About this exercise →
Please show all lines of the records that include "equal".

[Dataset records]
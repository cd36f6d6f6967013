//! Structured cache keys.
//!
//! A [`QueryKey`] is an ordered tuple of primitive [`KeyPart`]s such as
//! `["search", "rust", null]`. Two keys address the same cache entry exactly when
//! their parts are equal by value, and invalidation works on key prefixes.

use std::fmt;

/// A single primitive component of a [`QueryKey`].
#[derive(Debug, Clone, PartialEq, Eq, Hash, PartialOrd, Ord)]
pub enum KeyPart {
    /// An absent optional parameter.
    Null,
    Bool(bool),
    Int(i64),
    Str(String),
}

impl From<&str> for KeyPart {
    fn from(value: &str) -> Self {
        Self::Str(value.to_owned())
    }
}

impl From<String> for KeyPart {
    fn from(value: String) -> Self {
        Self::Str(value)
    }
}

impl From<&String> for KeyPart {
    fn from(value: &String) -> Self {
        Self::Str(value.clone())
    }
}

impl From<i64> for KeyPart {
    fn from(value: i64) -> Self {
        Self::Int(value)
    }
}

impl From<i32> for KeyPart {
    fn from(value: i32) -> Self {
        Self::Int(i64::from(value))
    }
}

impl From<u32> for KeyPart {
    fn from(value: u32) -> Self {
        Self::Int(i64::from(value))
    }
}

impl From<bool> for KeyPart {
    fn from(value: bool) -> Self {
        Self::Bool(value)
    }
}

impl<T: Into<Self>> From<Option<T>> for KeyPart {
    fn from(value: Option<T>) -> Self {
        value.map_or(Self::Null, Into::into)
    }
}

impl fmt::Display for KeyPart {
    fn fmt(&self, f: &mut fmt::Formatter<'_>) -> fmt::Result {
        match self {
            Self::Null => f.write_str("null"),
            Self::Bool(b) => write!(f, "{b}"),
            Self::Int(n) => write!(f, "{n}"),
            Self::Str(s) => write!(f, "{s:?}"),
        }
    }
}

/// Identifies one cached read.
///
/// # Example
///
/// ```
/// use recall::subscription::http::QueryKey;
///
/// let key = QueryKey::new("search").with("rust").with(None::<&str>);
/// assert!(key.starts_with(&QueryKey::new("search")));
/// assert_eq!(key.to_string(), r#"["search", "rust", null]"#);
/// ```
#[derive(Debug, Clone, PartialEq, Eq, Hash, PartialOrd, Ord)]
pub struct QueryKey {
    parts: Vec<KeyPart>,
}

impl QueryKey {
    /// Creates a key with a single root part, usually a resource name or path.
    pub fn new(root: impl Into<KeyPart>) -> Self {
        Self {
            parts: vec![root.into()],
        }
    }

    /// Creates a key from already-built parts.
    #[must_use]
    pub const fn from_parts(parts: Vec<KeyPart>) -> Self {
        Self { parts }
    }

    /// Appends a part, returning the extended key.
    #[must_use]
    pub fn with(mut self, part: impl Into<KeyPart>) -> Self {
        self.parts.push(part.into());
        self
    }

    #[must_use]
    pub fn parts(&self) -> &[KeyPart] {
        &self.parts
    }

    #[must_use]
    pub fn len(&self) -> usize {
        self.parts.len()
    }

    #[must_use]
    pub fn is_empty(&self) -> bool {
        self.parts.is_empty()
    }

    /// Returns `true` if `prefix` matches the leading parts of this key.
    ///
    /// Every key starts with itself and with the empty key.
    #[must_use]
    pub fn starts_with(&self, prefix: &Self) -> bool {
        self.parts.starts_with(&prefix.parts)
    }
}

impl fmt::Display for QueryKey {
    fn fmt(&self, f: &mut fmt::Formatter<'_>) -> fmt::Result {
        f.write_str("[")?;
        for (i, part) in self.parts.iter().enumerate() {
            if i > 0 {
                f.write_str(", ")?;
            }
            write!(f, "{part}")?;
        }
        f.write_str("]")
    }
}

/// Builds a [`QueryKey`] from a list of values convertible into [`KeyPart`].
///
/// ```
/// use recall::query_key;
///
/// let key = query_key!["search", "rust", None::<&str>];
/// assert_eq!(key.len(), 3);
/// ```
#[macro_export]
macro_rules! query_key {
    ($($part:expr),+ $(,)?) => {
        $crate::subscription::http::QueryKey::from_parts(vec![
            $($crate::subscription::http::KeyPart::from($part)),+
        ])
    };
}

--

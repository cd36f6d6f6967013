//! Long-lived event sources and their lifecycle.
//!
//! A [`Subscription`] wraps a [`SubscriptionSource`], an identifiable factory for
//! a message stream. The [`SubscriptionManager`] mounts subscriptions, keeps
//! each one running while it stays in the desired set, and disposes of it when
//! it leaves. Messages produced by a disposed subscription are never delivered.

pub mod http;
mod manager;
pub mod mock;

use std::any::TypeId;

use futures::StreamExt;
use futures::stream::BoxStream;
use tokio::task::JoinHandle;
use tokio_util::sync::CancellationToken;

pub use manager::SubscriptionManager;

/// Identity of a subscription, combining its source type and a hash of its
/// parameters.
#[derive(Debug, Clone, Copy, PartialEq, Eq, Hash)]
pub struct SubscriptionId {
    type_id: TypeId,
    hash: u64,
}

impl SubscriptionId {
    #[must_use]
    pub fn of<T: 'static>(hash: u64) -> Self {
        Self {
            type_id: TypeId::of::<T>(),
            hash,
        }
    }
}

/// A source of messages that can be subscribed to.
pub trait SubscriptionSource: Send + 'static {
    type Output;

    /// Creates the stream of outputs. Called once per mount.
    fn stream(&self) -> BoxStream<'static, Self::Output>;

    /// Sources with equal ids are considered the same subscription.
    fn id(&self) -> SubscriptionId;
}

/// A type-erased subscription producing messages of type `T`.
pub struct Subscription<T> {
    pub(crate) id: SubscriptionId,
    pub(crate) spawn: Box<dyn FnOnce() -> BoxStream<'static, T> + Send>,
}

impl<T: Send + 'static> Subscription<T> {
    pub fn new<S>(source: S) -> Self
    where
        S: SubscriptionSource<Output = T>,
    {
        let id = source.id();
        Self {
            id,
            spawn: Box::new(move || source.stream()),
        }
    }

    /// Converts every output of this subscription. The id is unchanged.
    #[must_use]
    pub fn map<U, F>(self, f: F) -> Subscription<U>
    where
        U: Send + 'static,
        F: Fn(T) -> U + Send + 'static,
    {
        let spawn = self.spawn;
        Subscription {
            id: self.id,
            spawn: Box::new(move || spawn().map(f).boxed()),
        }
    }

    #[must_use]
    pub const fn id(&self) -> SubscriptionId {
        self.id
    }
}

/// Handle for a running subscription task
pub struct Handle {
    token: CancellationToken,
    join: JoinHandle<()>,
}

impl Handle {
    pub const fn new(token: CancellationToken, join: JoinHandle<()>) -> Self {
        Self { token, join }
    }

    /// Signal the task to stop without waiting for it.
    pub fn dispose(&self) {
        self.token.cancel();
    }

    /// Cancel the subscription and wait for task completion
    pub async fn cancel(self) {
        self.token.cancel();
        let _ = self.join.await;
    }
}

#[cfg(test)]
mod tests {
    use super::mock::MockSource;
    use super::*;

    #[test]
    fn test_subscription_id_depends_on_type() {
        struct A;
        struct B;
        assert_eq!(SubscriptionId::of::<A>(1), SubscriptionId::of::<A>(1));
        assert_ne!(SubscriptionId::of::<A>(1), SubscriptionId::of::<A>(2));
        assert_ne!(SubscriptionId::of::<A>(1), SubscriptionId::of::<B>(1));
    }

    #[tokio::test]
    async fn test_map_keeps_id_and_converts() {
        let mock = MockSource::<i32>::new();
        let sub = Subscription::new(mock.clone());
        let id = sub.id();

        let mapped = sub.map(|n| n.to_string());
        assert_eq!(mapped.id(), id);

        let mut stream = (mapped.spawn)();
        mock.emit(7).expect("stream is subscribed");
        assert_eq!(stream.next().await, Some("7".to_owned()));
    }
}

==

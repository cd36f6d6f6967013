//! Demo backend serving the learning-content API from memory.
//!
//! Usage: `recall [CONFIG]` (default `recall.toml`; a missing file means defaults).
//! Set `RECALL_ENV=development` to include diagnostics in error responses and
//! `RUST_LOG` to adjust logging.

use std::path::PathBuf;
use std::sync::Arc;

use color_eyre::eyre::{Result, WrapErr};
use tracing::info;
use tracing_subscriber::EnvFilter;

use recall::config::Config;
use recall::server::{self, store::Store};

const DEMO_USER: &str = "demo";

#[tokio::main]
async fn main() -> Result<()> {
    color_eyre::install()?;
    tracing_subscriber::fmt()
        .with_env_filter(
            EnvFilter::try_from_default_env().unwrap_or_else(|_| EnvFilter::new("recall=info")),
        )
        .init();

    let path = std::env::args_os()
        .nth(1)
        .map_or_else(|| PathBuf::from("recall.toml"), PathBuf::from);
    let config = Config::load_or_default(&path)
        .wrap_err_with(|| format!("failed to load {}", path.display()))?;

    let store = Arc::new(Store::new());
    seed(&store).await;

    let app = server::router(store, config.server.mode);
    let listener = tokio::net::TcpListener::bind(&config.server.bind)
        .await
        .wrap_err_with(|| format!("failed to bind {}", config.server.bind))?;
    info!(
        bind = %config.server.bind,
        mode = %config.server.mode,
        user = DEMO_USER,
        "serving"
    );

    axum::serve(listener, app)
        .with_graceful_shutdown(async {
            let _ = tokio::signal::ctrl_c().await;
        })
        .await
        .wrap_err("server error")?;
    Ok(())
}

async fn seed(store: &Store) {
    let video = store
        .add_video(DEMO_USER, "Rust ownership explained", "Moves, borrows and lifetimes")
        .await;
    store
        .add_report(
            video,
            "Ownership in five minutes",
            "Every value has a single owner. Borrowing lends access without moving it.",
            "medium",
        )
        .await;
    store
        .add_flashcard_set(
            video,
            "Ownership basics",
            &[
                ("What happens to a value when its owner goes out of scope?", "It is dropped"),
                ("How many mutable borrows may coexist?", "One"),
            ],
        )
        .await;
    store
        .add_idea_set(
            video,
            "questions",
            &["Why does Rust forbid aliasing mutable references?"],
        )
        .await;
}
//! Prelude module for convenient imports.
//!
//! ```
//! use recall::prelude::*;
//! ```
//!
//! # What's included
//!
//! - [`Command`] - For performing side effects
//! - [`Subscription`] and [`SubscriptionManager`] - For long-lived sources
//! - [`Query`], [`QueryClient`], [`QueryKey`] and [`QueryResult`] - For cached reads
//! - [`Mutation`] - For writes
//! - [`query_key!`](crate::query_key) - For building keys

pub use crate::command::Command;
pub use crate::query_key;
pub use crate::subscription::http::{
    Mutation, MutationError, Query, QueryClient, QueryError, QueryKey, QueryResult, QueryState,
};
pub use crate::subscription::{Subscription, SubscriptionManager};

Response →
//! their parts are equal by value, and invalidation works on key prefixes.
    /// Sources with equal ids are considered the same subscription.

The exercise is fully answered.